Nikaido snorts. "Then what's his excuse?" He gestures to Fujigaya, who is a little longer than the couch can comfortably carry, especially given the way his head is tucked against Kitayama's shoulder.
"Victim," Yokoo shrugs. "The 'one more sample' Kitayama discovered his essay needed at 3AM. And it's lucky for everyone he only woke me up for proof-reading an hour before I'd been intending to be awake anyway." With a baleful glare, he forestalls anything Nikaido had been about to say. "No snide comments about sampling, Nikaido. Because it's not just those attending university that have to deal with term papers." He leaves 'even though they'd have to be a real moron to ask you for help' pointedly unsaid.
"...whatever," Nikaido huffs, and turns around intending to find the less academically inclined members of ABC-Z. But he's nearly bowled over by Tamamori stomping through the door. "What the hell?" When Tamamori doesn't so much as apologise, Nikaido scowls. "What crawled up your arse and died, huh?"
"Wouldn't you like to know," Tamamori retorts, pulling off his beanie. His hair is a mess and he inspects his reflection closely for pre-pimples.
"Not getting enough MIYA-Tea for your skin?" Nikaido sneers. Tamamori's resultant glare is enough to freeze a chibiko solid, before he stomps off with his makeup bag and the bathroom door slams.
"MIYA-Tea is a bitter blend lately," Miyata says apologetically, slipping into the dressing room.
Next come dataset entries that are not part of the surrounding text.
//! Measurement functions of the HP 34401A.
//!
//! Every function maps to exactly one `FUNC '<TYPE>'` command and to the
//! front-panel annunciators it lights. `FUNC?` responses are decoded back into
//! a [`MeasurementFunction`] through [`FromStr`].

use crate::error::DmmError;
use serde::{Deserialize, Serialize};
use std::fmt;
use std::str::FromStr;

/// SCPI query returning the active measurement function.
pub const FUNCTION_QUERY: &str = "FUNC?";

/// One of the ten measurement functions the meter supports.
#[derive(Debug, Clone, Copy, PartialEq, Eq, Hash, Serialize, Deserialize)]
pub enum MeasurementFunction {
    /// DC voltage.
    VoltageDc,
    /// AC voltage.
    VoltageAc,
    /// DC current.
    CurrentDc,
    /// AC current.
    CurrentAc,
    /// Two-wire resistance.
    Resistance2W,
    /// Four-wire resistance.
    Resistance4W,
    /// Continuity test.
    Continuity,
    /// Diode test.
    Diode,
    /// Frequency.
    Frequency,
    /// Period.
    Period,
}

impl MeasurementFunction {
    /// All functions, in command-table order.
    pub const ALL: [MeasurementFunction; 10] = [
        Self::VoltageDc,
        Self::VoltageAc,
        Self::CurrentDc,
        Self::CurrentAc,
        Self::Resistance2W,
        Self::Resistance4W,
        Self::Continuity,
        Self::Diode,
        Self::Frequency,
        Self::Period,
    ];

    /// SCPI function mnemonic placed inside `FUNC '...'`.
    pub fn scpi_type(self) -> &'static str {
        match self {
            Self::VoltageDc => "VOLT:DC",
            Self::VoltageAc => "VOLT:AC",
            Self::CurrentDc => "CURR:DC",
            Self::CurrentAc => "CURR:AC",
            Self::Resistance2W => "RES",
            Self::Resistance4W => "FRES",
            Self::Continuity => "CONT",
            Self::Diode => "DIOD",
            Self::Frequency => "FREQ",
            Self::Period => "PER",
        }
    }

    /// Full command selecting this function.
    pub fn command(self) -> String {
        format!("FUNC '{}'", self.scpi_type())
    }

    /// Front-panel caption.
    pub fn label(self) -> &'static str {
        match self {
            Self::VoltageDc => "Voltage DC",
            Self::VoltageAc => "Voltage AC",
            Self::CurrentDc => "Current DC",
            Self::CurrentAc => "Current AC",
            Self::Resistance2W => "Resistance 2W",
            Self::Resistance4W => "Resistance 4W",
            Self::Continuity => "Continuity",
            Self::Diode => "Diode",
            Self::Frequency => "Frequency",
            Self::Period => "Period",
        }
    }

    /// Annunciators lit while this function is selected.
    pub fn indicators(self) -> Indicators {
        Indicators::for_selection(Some(self))
    }
}

impl fmt::Display for MeasurementFunction {
    fn fmt(&self, f: &mut fmt::Formatter<'_>) -> fmt::Result {
        f.write_str(self.scpi_type())
    }
}

impl FromStr for MeasurementFunction {
    type Err = DmmError;

    /// Decode a `FUNC?` response or a user-supplied mnemonic.
    ///
    /// The meter answers with a quoted, newline-terminated mnemonic and uses
    /// the short forms `VOLT` and `CURR` for the DC functions.
    fn from_str(s: &str) -> Result<Self, Self::Err> {
        let mnemonic = s.trim().trim_matches('"').trim().to_ascii_uppercase();
        let function = match mnemonic.as_str() {
            "VOLT" | "VOLT:DC" => Self::VoltageDc,
            "VOLT:AC" => Self::VoltageAc,
            "CURR" | "CURR:DC" => Self::CurrentDc,
            "CURR:AC" => Self::CurrentAc,
            "RES" => Self::Resistance2W,
            "FRES" => Self::Resistance4W,
            "CONT" => Self::Continuity,
            "DIOD" => Self::Diode,
            "FREQ" => Self::Frequency,
            "PER" => Self::Period,
            _ => {
                return Err(DmmError::Parse {
                    response: s.to_string(),
                    expected: "a measurement function",
                })
            }
        };
        Ok(function)
    }
}

/// Front-panel annunciator flags derived from the selected function.
#[derive(Debug, Clone, Copy, Default, PartialEq, Eq, Serialize, Deserialize)]
pub struct Indicators {
    /// "4W" annunciator.
    pub four_wire: bool,
    /// Diode annunciator.
    pub diode: bool,
}

impl Indicators {
    /// Flags for a selection; no selection leaves every flag cleared.
    pub fn for_selection(selected: Option<MeasurementFunction>) -> Self {
        Self {
            four_wire: selected == Some(MeasurementFunction::Resistance4W),
            diode: selected == Some(MeasurementFunction::Diode),
        }
    }
}

#[cfg(test)]
mod tests {
    use super::*;

    #[test]
    fn test_command_table() {
        let commands: Vec<String> = MeasurementFunction::ALL
            .iter()
            .map(|f| f.command())
            .collect();
        assert_eq!(
            commands,
            vec![
                "FUNC 'VOLT:DC'",
                "FUNC 'VOLT:AC'",
                "FUNC 'CURR:DC'",
                "FUNC 'CURR:AC'",
                "FUNC 'RES'",
                "FUNC 'FRES'",
                "FUNC 'CONT'",
                "FUNC 'DIOD'",
                "FUNC 'FREQ'",
                "FUNC 'PER'",
            ]
        );
    }

    #[test]
    fn test_parse_trims_whitespace_and_quotes() {
        assert_eq!(
            "VOLT:AC ".parse::<MeasurementFunction>().unwrap(),
            MeasurementFunction::VoltageAc
        );
        assert_eq!(
            "\"FRES\"\n".parse::<MeasurementFunction>().unwrap(),
            MeasurementFunction::Resistance4W
        );
        assert_eq!(
            "diod".parse::<MeasurementFunction>().unwrap(),
            MeasurementFunction::Diode
        );
    }

    #[test]
    fn test_parse_short_dc_forms() {
        assert_eq!(
            "\"VOLT\"".parse::<MeasurementFunction>().unwrap(),
            MeasurementFunction::VoltageDc
        );
        assert_eq!(
            "\"CURR\"".parse::<MeasurementFunction>().unwrap(),
            MeasurementFunction::CurrentDc
        );
    }

    #[test]
    fn test_every_mnemonic_parses_back() {
        for function in MeasurementFunction::ALL {
            let parsed: MeasurementFunction = function.scpi_type().parse().unwrap();
            assert_eq!(parsed, function);
        }
    }

    #[test]
    fn test_unknown_function_is_parse_error() {
        let err = "TEMP".parse::<MeasurementFunction>().unwrap_err();
        assert_eq!(err.kind(), "parse");
    }

    #[test]
    fn test_indicator_flags() {
        for function in MeasurementFunction::ALL {
            let flags = function.indicators();
            assert_eq!(flags.four_wire, function == MeasurementFunction::Resistance4W);
            assert_eq!(flags.diode, function == MeasurementFunction::Diode);
        }
        assert_eq!(Indicators::for_selection(None), Indicators::default());
    }
}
He sets his bag down and glances at Yokoo, then at the other two passed out on the couch, then at the space where Tamamori's not. Finally, he sighs and makes himself comfortable stretched out on the rug on the floor.
"Something due, too?" Yokoo supposes, using his higher powers of deduction.
"Yeah," Miyata sighs without opening his eyes. "And Tama-chan's got another entrance exam. We stayed up studying."
"Sure," Nikaido scoffs. "Studying. Like, anatomy?"
"Public Relations actually," Miyata mumbles, before a snore escapes his huge nose.
"...I suggest you leave, Nika-chan," Yokoo offers, except without the whole 'suggesting' part.
Nikaido rolls his eyes. "I was gonna go anyway, before all your stupid nap-disease infects me."
"It's called sleep deprivation," Yokoo says. "Heaven forbid your brain earns you it ever."
"Exactly," Nikaido says firmly, and catches Senga's elbow on Senga's way in. "C'mon, Ken-chan. We can go earn sleep deprivation other ways."
"Huh?" Senga blinks, before: "Oh!" He's always quick on the uptake when it comes to Nikaido. "You mean like how Tsuka-chan says about Yaracchi?"
"Exactly!" Nikaido tells him, his leer audible even down the hall.
'Exactly not,' Yokoo wants to say, but can't really be bothered. He slides on his headphones and lets a medley of Nino's piano solos soothe away his stress. Let the little geniuses think what they like.